→ EXERCISE PROMPT: Out of the data below, copy every line with the string "Constraint".

→ GIVEN ENTRIES:
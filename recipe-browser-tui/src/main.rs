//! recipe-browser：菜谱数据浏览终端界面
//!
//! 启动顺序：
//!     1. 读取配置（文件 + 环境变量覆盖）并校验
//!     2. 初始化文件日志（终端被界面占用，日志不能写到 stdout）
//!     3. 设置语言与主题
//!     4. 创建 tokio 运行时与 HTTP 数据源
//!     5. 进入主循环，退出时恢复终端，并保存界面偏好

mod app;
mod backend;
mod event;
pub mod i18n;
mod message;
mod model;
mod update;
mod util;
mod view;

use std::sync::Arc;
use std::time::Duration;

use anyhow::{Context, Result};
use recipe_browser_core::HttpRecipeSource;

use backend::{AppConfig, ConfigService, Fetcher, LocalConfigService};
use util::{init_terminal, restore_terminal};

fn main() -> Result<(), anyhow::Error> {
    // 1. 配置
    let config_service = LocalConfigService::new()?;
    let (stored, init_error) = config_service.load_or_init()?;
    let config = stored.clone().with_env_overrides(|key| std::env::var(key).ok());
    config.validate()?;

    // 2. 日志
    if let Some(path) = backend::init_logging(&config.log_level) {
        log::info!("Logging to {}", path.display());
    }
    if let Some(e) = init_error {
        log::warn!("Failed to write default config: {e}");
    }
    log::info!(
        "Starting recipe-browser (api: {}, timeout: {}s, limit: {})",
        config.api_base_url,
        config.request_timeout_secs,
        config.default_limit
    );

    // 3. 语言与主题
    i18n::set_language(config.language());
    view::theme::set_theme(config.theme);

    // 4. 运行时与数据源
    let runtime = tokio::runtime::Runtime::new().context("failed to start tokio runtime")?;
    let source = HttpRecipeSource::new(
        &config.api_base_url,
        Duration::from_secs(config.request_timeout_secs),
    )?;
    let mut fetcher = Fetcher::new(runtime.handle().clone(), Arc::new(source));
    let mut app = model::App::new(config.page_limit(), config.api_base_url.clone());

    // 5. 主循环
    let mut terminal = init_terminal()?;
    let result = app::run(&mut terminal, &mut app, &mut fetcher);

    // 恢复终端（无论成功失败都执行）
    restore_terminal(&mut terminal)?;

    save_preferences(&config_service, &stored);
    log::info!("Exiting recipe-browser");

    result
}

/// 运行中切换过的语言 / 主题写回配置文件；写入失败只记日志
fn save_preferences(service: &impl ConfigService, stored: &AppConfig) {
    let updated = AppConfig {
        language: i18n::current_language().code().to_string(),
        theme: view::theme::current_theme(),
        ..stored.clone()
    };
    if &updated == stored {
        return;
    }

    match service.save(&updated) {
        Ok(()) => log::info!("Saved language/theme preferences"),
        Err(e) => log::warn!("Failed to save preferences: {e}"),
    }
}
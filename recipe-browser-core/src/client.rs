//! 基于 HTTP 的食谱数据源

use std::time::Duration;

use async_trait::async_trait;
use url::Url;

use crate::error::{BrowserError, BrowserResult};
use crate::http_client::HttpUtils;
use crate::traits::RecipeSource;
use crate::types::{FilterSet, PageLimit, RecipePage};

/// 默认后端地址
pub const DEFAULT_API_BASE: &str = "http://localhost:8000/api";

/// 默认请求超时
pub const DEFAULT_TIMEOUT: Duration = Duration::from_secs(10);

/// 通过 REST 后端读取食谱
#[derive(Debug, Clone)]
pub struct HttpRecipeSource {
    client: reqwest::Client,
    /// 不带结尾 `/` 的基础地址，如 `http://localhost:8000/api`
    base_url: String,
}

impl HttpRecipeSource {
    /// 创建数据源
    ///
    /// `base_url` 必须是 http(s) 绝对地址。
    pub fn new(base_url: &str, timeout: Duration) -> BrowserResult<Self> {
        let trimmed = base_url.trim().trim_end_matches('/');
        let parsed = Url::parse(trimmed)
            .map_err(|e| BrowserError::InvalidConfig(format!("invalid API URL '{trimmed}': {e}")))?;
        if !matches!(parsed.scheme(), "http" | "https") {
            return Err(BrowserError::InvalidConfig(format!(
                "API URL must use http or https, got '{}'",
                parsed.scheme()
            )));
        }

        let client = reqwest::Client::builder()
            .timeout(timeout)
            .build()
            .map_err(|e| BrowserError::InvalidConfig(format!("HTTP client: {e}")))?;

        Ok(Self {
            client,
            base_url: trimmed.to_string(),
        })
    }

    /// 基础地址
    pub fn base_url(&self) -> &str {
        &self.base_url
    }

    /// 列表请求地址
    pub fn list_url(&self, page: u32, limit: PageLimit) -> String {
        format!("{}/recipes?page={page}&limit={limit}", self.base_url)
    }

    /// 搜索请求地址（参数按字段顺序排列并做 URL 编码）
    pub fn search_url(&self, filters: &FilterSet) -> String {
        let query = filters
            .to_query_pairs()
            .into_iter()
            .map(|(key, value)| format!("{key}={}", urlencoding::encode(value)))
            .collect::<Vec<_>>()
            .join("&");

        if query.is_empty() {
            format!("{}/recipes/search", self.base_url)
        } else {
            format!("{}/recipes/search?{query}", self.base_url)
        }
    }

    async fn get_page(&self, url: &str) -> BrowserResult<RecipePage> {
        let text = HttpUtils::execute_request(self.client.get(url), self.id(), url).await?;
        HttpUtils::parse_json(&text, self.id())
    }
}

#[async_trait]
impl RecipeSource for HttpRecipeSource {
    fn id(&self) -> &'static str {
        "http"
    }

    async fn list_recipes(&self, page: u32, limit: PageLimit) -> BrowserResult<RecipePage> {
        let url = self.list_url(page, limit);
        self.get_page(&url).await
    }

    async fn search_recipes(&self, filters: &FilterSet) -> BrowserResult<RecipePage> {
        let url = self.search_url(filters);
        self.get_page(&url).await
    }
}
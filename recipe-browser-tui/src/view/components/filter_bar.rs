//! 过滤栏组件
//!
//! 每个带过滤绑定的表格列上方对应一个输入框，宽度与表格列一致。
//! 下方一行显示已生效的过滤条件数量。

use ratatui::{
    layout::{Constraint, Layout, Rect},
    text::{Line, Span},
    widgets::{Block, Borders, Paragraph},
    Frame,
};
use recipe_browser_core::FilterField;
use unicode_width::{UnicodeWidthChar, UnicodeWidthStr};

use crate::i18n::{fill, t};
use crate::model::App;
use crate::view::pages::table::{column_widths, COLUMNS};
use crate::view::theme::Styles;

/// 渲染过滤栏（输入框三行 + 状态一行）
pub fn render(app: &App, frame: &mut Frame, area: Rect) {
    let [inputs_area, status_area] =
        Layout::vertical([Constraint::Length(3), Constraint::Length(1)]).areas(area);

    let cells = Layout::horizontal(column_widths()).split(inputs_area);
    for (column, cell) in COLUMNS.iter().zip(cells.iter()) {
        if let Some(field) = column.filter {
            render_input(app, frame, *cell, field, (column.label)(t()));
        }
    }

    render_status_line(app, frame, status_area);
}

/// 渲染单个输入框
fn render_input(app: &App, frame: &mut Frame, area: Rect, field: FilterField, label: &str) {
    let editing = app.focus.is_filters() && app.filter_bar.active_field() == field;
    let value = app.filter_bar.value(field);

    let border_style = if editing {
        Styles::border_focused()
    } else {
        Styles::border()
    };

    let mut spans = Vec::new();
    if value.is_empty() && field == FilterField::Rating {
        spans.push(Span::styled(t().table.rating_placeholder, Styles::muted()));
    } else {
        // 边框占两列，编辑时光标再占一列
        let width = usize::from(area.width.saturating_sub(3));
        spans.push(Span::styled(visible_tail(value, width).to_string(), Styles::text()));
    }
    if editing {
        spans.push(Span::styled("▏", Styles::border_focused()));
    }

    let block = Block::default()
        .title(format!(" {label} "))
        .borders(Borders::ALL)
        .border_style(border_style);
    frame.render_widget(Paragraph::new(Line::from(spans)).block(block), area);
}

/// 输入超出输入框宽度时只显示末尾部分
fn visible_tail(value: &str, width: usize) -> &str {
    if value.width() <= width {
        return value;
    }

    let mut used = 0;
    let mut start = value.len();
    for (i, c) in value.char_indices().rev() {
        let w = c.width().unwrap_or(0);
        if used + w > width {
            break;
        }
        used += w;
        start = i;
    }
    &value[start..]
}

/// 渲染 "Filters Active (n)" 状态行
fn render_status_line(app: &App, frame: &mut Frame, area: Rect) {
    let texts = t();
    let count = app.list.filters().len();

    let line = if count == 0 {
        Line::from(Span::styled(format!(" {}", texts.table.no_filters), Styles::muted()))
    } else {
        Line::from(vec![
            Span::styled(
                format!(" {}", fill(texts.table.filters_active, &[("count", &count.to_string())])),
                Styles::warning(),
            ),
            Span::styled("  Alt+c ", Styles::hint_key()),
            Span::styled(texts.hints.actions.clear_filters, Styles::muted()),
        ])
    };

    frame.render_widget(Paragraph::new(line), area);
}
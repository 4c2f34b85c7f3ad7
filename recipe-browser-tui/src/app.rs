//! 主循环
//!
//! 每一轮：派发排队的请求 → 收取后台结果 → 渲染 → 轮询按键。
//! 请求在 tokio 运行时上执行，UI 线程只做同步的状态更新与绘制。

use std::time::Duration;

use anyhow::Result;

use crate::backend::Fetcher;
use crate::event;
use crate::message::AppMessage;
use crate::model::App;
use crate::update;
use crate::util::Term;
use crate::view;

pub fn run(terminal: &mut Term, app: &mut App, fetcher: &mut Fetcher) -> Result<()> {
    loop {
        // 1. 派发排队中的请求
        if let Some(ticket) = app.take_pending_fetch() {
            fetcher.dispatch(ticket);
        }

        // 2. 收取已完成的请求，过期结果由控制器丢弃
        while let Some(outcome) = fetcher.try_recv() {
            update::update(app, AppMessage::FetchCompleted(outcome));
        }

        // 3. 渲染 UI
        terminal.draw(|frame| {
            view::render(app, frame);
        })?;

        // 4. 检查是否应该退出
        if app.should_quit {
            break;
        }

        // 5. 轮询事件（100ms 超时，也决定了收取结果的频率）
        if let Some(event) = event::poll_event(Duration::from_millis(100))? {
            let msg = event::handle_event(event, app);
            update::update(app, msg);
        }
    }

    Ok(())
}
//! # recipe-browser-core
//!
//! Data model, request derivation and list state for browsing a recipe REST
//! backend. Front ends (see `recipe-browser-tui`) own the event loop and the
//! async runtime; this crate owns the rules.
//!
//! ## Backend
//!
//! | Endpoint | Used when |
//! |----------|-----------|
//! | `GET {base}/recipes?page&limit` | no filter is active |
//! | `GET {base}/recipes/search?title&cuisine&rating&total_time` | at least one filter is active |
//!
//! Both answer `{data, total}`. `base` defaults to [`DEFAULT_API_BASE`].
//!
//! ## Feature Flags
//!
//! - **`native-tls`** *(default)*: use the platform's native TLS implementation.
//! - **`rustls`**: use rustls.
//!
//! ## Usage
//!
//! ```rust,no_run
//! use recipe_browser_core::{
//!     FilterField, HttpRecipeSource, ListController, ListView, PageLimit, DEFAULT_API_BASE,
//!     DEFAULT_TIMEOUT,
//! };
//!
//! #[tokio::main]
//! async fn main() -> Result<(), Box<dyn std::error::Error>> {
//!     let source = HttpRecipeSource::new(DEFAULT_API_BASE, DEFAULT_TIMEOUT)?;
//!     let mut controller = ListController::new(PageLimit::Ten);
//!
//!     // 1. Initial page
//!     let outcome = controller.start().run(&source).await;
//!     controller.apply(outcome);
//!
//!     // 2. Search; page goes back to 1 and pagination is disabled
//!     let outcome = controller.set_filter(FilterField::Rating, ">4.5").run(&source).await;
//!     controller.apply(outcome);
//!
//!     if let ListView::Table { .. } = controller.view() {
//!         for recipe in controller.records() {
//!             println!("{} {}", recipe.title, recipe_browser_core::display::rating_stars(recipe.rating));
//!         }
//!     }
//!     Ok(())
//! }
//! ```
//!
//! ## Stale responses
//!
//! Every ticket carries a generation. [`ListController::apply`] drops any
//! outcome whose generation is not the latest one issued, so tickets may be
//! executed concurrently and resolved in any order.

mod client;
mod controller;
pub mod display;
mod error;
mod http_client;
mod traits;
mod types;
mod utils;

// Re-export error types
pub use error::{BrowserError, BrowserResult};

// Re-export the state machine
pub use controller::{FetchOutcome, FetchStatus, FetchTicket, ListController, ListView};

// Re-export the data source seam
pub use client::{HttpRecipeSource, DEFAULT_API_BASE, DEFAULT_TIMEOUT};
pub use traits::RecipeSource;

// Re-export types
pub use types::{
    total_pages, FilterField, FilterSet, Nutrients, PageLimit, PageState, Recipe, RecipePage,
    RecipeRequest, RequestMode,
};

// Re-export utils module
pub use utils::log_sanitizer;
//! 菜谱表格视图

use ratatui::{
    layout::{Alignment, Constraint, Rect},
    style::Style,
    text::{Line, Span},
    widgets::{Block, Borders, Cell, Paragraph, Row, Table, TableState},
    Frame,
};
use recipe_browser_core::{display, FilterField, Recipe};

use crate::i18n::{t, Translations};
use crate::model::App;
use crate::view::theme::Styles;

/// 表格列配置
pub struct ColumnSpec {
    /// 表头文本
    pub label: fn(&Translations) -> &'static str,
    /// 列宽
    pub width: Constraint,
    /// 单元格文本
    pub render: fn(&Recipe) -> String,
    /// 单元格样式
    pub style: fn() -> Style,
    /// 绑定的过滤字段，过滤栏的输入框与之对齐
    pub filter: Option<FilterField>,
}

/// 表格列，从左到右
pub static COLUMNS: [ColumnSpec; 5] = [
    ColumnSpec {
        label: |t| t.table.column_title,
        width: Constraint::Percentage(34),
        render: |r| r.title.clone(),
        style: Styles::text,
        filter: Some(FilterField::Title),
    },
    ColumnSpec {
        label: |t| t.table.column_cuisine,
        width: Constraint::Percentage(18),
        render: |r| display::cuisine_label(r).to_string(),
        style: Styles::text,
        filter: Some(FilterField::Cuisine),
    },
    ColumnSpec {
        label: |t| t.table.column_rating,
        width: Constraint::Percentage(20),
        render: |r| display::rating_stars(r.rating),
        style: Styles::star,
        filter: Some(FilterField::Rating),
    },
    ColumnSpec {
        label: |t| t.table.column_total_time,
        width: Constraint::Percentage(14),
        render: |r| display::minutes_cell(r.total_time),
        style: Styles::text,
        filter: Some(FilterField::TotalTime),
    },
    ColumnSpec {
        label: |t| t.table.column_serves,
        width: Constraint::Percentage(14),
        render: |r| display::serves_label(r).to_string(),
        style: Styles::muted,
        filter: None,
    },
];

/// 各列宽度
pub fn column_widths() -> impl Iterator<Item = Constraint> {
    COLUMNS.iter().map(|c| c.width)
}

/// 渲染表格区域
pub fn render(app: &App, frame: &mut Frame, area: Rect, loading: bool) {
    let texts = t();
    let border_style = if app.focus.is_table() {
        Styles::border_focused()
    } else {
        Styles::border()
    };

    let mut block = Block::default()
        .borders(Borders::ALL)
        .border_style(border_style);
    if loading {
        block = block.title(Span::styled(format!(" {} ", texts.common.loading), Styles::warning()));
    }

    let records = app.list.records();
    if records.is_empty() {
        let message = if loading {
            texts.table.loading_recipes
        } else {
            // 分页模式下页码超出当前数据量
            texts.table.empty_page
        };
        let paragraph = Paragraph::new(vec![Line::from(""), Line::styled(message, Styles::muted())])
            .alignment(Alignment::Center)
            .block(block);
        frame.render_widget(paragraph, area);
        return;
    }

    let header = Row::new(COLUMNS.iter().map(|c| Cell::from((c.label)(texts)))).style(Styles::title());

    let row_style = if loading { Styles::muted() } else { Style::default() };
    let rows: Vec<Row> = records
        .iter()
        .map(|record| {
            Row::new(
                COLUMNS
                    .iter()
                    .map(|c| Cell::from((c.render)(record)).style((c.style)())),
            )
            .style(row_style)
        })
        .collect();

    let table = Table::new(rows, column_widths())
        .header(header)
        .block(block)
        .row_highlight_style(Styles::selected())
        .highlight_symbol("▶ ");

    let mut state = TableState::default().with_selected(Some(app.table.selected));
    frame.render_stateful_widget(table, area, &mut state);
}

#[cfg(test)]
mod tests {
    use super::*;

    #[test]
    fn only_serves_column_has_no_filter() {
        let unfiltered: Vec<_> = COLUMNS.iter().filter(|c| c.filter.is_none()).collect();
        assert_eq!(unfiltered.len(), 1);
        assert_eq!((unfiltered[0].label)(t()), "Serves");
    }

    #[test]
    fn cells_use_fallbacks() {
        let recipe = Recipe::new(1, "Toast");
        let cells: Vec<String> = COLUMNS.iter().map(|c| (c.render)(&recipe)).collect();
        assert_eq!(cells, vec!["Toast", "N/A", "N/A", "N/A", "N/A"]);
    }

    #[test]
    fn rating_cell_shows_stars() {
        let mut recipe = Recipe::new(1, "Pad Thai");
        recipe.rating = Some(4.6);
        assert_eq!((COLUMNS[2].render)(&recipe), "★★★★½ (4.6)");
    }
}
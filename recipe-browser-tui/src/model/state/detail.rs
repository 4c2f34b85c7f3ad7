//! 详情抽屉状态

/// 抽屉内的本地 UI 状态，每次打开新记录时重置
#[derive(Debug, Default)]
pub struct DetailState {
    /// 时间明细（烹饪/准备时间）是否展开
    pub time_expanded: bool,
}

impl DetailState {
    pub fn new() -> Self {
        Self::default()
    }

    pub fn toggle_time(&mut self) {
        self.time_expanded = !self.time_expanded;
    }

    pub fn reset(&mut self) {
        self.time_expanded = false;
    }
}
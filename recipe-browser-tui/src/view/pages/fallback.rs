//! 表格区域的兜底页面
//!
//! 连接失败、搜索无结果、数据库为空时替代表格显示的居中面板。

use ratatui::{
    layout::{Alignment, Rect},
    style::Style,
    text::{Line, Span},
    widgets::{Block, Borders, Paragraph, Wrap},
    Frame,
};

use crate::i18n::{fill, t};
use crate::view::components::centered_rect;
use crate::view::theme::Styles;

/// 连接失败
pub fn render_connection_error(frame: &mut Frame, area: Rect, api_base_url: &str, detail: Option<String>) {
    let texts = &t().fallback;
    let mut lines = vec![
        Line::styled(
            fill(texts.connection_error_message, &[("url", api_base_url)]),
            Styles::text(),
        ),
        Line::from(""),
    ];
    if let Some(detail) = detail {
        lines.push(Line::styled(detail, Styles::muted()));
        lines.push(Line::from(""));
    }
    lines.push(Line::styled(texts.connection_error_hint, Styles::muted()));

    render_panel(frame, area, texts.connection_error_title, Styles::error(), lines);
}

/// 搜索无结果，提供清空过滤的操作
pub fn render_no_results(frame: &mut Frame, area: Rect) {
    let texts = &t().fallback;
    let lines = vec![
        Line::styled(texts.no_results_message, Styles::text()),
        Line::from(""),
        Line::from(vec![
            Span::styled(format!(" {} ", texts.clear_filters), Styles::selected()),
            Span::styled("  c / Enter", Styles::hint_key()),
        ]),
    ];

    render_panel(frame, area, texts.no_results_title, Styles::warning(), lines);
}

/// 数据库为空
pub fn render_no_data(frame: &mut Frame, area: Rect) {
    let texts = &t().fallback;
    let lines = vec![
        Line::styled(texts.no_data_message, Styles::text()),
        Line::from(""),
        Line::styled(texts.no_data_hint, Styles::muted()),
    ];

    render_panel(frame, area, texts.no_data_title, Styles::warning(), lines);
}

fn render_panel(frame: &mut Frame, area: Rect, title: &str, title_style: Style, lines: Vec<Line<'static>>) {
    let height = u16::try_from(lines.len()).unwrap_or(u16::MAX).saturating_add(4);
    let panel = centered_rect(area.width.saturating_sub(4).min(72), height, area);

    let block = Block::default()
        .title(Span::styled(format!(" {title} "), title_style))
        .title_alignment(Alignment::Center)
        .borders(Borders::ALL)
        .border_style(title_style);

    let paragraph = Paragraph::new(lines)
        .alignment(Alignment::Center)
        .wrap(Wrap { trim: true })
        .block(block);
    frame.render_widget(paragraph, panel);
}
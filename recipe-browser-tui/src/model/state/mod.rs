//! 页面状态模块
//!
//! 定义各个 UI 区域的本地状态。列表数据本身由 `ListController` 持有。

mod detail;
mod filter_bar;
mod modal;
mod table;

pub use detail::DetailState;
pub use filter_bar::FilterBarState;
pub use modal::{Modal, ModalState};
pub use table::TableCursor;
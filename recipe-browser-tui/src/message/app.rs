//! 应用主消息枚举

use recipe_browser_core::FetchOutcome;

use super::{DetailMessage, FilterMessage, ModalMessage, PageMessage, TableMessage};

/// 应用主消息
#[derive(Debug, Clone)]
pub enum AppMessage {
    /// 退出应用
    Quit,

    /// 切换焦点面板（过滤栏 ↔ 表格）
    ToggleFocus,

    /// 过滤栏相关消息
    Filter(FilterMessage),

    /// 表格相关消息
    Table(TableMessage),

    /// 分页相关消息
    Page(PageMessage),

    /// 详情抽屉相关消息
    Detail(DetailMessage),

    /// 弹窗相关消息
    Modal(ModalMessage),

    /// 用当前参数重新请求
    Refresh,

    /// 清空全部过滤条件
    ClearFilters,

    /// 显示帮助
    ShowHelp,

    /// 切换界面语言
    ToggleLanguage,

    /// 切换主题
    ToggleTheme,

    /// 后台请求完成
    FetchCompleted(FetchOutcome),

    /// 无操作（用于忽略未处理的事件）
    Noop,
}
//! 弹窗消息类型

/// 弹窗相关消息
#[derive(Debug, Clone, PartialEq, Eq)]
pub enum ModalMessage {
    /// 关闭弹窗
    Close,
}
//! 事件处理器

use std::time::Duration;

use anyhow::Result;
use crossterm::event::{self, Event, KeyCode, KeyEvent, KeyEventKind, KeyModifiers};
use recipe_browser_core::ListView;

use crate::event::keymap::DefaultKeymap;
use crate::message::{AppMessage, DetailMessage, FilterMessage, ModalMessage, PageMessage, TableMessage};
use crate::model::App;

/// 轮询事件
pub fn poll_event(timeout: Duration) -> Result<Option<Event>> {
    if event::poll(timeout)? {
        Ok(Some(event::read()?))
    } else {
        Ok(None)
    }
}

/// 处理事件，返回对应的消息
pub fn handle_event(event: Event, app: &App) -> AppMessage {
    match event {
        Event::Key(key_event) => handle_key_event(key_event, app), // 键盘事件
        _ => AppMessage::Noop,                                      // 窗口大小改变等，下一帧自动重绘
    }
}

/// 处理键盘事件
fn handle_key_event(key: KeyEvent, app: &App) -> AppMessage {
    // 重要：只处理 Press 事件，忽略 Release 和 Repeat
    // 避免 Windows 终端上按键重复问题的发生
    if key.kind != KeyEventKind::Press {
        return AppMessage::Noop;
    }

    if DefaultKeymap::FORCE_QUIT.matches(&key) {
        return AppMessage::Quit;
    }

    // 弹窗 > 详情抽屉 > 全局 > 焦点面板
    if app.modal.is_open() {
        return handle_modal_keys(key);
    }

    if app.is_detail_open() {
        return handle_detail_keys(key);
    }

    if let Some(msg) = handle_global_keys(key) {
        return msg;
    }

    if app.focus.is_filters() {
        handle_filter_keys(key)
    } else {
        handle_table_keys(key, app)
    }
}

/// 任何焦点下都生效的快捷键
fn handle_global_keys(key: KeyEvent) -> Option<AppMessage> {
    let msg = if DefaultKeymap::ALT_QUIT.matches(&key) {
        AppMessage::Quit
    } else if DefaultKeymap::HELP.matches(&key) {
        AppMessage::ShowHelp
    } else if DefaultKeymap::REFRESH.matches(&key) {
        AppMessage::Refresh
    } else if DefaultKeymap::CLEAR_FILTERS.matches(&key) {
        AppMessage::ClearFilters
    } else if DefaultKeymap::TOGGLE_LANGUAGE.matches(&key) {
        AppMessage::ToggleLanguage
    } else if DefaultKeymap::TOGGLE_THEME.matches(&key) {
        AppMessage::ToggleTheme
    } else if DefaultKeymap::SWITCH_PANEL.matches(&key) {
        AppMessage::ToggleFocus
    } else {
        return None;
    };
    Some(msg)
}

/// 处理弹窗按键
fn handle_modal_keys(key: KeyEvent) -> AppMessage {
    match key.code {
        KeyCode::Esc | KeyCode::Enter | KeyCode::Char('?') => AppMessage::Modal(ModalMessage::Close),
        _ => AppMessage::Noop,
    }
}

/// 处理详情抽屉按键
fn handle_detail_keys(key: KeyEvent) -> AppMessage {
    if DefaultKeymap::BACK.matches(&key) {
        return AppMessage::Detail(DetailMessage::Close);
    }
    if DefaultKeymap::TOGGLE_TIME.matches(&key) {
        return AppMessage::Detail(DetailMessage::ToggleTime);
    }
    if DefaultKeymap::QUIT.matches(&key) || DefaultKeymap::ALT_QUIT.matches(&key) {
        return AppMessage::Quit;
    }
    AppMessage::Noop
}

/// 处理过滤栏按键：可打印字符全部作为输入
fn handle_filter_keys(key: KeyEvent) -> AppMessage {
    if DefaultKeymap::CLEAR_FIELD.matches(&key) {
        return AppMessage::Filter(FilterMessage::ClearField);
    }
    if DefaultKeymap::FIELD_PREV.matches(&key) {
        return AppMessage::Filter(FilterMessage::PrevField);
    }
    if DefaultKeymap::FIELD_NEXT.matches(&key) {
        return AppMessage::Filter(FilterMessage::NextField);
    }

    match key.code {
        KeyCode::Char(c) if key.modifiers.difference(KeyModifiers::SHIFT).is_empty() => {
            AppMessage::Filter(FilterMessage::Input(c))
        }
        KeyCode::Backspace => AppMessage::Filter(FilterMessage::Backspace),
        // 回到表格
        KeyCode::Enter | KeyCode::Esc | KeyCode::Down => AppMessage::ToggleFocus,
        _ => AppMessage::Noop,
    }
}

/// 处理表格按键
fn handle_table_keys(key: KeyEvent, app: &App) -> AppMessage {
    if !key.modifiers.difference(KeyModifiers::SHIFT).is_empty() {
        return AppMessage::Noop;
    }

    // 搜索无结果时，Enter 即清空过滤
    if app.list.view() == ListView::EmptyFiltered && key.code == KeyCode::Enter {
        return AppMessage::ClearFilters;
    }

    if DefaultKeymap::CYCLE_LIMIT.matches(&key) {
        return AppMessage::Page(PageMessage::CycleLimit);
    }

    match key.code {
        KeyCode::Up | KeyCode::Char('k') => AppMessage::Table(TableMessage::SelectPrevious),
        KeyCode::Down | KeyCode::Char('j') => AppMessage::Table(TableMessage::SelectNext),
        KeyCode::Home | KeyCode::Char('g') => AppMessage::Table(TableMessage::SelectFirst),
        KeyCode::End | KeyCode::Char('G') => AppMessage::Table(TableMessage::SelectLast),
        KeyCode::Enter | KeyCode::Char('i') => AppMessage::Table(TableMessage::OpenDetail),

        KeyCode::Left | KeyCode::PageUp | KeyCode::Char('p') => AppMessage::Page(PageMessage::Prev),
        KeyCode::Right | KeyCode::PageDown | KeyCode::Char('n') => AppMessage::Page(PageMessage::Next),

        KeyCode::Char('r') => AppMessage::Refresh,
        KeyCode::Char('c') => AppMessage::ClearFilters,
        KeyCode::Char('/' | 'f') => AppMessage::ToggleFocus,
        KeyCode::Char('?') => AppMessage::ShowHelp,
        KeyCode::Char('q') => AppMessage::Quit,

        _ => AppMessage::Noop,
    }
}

→ WORKED SOLUTION:
    layout::{Constraint, Layout, Rect},
        Layout::vertical([Constraint::Length(3), Constraint::Length(1)]).areas(area);
    layout::{Alignment, Constraint, Rect},
    pub width: Constraint,
        width: Constraint::Percentage(34),
        width: Constraint::Percentage(18),
        width: Constraint::Percentage(20),
        width: Constraint::Percentage(14),
        width: Constraint::Percentage(14),
pub fn column_widths() -> impl Iterator<Item = Constraint> {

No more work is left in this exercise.